• **Exercise objective**
Every line of the data must be set down exactly as shown.

• **Data**
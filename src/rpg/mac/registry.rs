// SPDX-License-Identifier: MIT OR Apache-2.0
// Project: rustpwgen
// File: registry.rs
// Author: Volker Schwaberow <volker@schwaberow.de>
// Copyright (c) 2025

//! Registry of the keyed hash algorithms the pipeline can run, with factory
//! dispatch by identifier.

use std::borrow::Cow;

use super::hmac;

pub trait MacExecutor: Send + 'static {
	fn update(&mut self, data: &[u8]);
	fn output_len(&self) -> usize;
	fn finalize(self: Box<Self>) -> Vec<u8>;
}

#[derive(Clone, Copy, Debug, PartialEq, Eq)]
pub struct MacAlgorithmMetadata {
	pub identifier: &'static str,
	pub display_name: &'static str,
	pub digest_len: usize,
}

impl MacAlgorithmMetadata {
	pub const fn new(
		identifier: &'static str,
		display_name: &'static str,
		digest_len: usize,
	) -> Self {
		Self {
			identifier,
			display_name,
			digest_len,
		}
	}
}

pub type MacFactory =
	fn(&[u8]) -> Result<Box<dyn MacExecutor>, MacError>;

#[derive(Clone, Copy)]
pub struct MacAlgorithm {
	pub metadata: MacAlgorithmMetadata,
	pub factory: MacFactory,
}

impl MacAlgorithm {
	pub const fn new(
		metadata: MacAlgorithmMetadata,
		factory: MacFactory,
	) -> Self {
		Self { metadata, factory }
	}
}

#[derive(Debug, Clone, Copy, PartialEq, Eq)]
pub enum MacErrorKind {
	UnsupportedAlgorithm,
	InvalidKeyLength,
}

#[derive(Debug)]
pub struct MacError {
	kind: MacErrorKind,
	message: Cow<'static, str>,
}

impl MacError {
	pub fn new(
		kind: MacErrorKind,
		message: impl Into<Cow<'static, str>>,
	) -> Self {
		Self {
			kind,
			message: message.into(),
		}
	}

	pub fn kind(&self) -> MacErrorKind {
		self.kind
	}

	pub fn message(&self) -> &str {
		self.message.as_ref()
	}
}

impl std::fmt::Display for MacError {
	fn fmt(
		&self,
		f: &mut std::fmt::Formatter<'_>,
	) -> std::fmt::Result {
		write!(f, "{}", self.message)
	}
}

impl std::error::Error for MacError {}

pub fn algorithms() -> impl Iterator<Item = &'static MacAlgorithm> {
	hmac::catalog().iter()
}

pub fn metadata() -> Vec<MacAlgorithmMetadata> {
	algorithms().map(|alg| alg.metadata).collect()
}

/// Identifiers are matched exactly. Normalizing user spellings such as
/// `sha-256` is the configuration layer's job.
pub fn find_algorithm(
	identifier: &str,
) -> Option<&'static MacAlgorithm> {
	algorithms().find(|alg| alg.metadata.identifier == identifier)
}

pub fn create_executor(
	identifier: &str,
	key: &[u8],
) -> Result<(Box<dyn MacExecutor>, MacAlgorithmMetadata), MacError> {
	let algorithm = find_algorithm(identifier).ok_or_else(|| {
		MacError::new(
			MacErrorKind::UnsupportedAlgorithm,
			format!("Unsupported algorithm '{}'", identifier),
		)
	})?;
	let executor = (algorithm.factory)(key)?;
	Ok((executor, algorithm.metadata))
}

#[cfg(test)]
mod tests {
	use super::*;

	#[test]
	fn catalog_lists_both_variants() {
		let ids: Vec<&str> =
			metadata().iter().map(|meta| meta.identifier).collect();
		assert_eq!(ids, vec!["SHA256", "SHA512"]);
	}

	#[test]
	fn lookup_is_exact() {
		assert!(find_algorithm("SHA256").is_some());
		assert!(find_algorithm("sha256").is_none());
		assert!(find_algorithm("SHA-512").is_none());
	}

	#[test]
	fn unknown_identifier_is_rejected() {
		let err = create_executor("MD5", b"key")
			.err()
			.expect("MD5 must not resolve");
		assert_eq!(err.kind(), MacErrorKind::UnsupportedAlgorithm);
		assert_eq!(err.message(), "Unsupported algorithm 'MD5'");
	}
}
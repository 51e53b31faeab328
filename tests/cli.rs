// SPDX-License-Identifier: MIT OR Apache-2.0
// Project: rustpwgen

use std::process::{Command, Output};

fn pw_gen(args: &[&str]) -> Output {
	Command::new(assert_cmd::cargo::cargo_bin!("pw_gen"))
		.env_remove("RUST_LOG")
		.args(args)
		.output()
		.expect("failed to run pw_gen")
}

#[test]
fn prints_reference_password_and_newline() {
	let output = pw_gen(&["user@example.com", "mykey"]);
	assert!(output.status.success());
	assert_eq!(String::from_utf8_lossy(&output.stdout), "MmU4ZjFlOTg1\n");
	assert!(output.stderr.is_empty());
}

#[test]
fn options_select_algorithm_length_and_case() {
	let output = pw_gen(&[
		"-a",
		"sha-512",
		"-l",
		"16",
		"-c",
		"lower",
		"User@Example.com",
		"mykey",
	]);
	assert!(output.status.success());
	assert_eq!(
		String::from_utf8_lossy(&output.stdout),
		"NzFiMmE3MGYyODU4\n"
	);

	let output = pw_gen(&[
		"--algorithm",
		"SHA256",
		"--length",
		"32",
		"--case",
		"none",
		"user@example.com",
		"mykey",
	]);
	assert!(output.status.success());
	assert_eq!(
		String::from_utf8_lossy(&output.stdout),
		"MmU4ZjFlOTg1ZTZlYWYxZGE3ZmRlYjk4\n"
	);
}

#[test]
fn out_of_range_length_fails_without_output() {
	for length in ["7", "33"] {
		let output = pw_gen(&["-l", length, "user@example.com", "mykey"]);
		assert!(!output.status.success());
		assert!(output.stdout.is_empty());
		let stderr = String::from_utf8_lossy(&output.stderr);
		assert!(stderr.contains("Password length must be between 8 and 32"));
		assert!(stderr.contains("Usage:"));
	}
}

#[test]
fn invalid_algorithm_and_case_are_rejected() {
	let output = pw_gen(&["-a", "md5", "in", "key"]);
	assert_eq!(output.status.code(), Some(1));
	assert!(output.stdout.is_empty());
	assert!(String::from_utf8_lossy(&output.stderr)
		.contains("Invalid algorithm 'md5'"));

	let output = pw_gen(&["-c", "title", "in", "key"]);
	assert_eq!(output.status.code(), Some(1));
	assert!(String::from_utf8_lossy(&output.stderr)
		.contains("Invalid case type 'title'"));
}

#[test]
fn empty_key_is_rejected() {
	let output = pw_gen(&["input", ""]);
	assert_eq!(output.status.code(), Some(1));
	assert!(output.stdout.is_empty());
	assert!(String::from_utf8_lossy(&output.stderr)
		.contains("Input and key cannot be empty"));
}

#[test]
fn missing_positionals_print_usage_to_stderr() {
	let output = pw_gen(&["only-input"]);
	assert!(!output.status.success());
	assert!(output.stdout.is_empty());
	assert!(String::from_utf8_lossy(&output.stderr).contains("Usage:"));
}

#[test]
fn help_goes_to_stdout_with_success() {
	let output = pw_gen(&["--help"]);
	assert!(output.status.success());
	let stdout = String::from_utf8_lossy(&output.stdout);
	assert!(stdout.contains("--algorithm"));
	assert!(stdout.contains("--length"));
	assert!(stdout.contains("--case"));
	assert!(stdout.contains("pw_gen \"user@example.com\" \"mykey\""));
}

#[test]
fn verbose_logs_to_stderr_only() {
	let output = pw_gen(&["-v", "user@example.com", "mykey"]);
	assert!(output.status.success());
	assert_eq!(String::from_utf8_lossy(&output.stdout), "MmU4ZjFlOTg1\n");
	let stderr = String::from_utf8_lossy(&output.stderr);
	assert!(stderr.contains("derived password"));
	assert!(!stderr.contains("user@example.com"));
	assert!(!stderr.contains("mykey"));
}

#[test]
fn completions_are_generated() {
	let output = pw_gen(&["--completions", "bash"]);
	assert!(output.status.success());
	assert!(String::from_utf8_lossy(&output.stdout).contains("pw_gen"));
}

• **Final answer**
filename src/rpg/mac/registry.rs
// SPDX-License-Identifier: MIT OR Apache-2.0
// Project: rustpwgen
// File: registry.rs
// Author: Volker Schwaberow <volker@schwaberow.de>
// Copyright (c) 2025

//! Registry of the keyed hash algorithms the pipeline can run, with factory
//! dispatch by identifier.

use std::borrow::Cow;

use super::hmac;

pub trait MacExecutor: Send + 'static {
	fn update(&mut self, data: &[u8]);
	fn output_len(&self) -> usize;
	fn finalize(self: Box<Self>) -> Vec<u8>;
}

#[derive(Clone, Copy, Debug, PartialEq, Eq)]
pub struct MacAlgorithmMetadata {
	pub identifier: &'static str,
	pub display_name: &'static str,
	pub digest_len: usize,
}

impl MacAlgorithmMetadata {
	pub const fn new(
		identifier: &'static str,
		display_name: &'static str,
		digest_len: usize,
	) -> Self {
		Self {
			identifier,
			display_name,
			digest_len,
		}
	}
}

pub type MacFactory =
	fn(&[u8]) -> Result<Box<dyn MacExecutor>, MacError>;

#[derive(Clone, Copy)]
pub struct MacAlgorithm {
	pub metadata: MacAlgorithmMetadata,
	pub factory: MacFactory,
}

impl MacAlgorithm {
	pub const fn new(
		metadata: MacAlgorithmMetadata,
		factory: MacFactory,
	) -> Self {
		Self { metadata, factory }
	}
}

#[derive(Debug, Clone, Copy, PartialEq, Eq)]
pub enum MacErrorKind {
	UnsupportedAlgorithm,
	InvalidKeyLength,
}

#[derive(Debug)]
pub struct MacError {
	kind: MacErrorKind,
	message: Cow<'static, str>,
}

impl MacError {
	pub fn new(
		kind: MacErrorKind,
		message: impl Into<Cow<'static, str>>,
	) -> Self {
		Self {
			kind,
			message: message.into(),
		}
	}

	pub fn kind(&self) -> MacErrorKind {
		self.kind
	}

	pub fn message(&self) -> &str {
		self.message.as_ref()
	}
}

impl std::fmt::Display for MacError {
	fn fmt(
		&self,
		f: &mut std::fmt::Formatter<'_>,
	) -> std::fmt::Result {
		write!(f, "{}", self.message)
	}
}

impl std::error::Error for MacError {}

pub fn algorithms() -> impl Iterator<Item = &'static MacAlgorithm> {
	hmac::catalog().iter()
}

pub fn metadata() -> Vec<MacAlgorithmMetadata> {
	algorithms().map(|alg| alg.metadata).collect()
}

/// Identifiers are matched exactly. Normalizing user spellings such as
/// `sha-256` is the configuration layer's job.
pub fn find_algorithm(
	identifier: &str,
) -> Option<&'static MacAlgorithm> {
	algorithms().find(|alg| alg.metadata.identifier == identifier)
}

pub fn create_executor(
	identifier: &str,
	key: &[u8],
) -> Result<(Box<dyn MacExecutor>, MacAlgorithmMetadata), MacError> {
	let algorithm = find_algorithm(identifier).ok_or_else(|| {
		MacError::new(
			MacErrorKind::UnsupportedAlgorithm,
			format!("Unsupported algorithm '{}'", identifier),
		)
	})?;
	let executor = (algorithm.factory)(key)?;
	Ok((executor, algorithm.metadata))
}

#[cfg(test)]
mod tests {
	use super::*;

	#[test]
	fn catalog_lists_both_variants() {
		let ids: Vec<&str> =
			metadata().iter().map(|meta| meta.identifier).collect();
		assert_eq!(ids, vec!["SHA256", "SHA512"]);
	}

	#[test]
	fn lookup_is_exact() {
		assert!(find_algorithm("SHA256").is_some());
		assert!(find_algorithm("sha256").is_none());
		assert!(find_algorithm("SHA-512").is_none());
	}

	#[test]
	fn unknown_identifier_is_rejected() {
		let err = create_executor("MD5", b"key")
			.err()
			.expect("MD5 must not resolve");
		assert_eq!(err.kind(), MacErrorKind::UnsupportedAlgorithm);
		assert_eq!(err.message(), "Unsupported algorithm 'MD5'");
	}
}
repository 51e53b31faeab328
filename tests/cli.rs
// SPDX-License-Identifier: MIT OR Apache-2.0
// Project: rustpwgen

use std::process::{Command, Output};

fn pw_gen(args: &[&str]) -> Output {
	Command::new(assert_cmd::cargo::cargo_bin!("pw_gen"))
		.env_remove("RUST_LOG")
		.args(args)
		.output()
		.expect("failed to run pw_gen")
}

#[test]
fn prints_reference_password_and_newline() {
	let output = pw_gen(&["user@example.com", "mykey"]);
	assert!(output.status.success());
	assert_eq!(String::from_utf8_lossy(&output.stdout), "MmU4ZjFlOTg1\n");
	assert!(output.stderr.is_empty());
}

#[test]
fn options_select_algorithm_length_and_case() {
	let output = pw_gen(&[
		"-a",
		"sha-512",
		"-l",
		"16",
		"-c",
		"lower",
		"User@Example.com",
		"mykey",
	]);
	assert!(output.status.success());
	assert_eq!(
		String::from_utf8_lossy(&output.stdout),
		"NzFiMmE3MGYyODU4\n"
	);

	let output = pw_gen(&[
		"--algorithm",
		"SHA256",
		"--length",
		"32",
		"--case",
		"none",
		"user@example.com",
		"mykey",
	]);
	assert!(output.status.success());
	assert_eq!(
		String::from_utf8_lossy(&output.stdout),
		"MmU4ZjFlOTg1ZTZlYWYxZGE3ZmRlYjk4\n"
	);
}

#[test]
fn out_of_range_length_fails_without_output() {
	for length in ["7", "33"] {
		let output = pw_gen(&["-l", length, "user@example.com", "mykey"]);
		assert!(!output.status.success());
		assert!(output.stdout.is_empty());
		let stderr = String::from_utf8_lossy(&output.stderr);
		assert!(stderr.contains("Password length must be between 8 and 32"));
		assert!(stderr.contains("Usage:"));
	}
}

#[test]
fn invalid_algorithm_and_case_are_rejected() {
	let output = pw_gen(&["-a", "md5", "in", "key"]);
	assert_eq!(output.status.code(), Some(1));
	assert!(output.stdout.is_empty());
	assert!(String::from_utf8_lossy(&output.stderr)
		.contains("Invalid algorithm 'md5'"));

	let output = pw_gen(&["-c", "title", "in", "key"]);
	assert_eq!(output.status.code(), Some(1));
	assert!(String::from_utf8_lossy(&output.stderr)
		.contains("Invalid case type 'title'"));
}

#[test]
fn empty_key_is_rejected() {
	let output = pw_gen(&["input", ""]);
	assert_eq!(output.status.code(), Some(1));
	assert!(output.stdout.is_empty());
	assert!(String::from_utf8_lossy(&output.stderr)
		.contains("Input and key cannot be empty"));
}

#[test]
fn missing_positionals_print_usage_to_stderr() {
	let output = pw_gen(&["only-input"]);
	assert!(!output.status.success());
	assert!(output.stdout.is_empty());
	assert!(String::from_utf8_lossy(&output.stderr).contains("Usage:"));
}

#[test]
fn help_goes_to_stdout_with_success() {
	let output = pw_gen(&["--help"]);
	assert!(output.status.success());
	let stdout = String::from_utf8_lossy(&output.stdout);
	assert!(stdout.contains("--algorithm"));
	assert!(stdout.contains("--length"));
	assert!(stdout.contains("--case"));
	assert!(stdout.contains("pw_gen \"user@example.com\" \"mykey\""));
}

#[test]
fn verbose_logs_to_stderr_only() {
	let output = pw_gen(&["-v", "user@example.com", "mykey"]);
	assert!(output.status.success());
	assert_eq!(String::from_utf8_lossy(&output.stdout), "MmU4ZjFlOTg1\n");
	let stderr = String::from_utf8_lossy(&output.stderr);
	assert!(stderr.contains("derived password"));
	assert!(!stderr.contains("user@example.com"));
	assert!(!stderr.contains("mykey"));
}

#[test]
fn completions_are_generated() {
	let output = pw_gen(&["--completions", "bash"]);
	assert!(output.status.success());
	assert!(String::from_utf8_lossy(&output.stdout).contains("pw_gen"));
}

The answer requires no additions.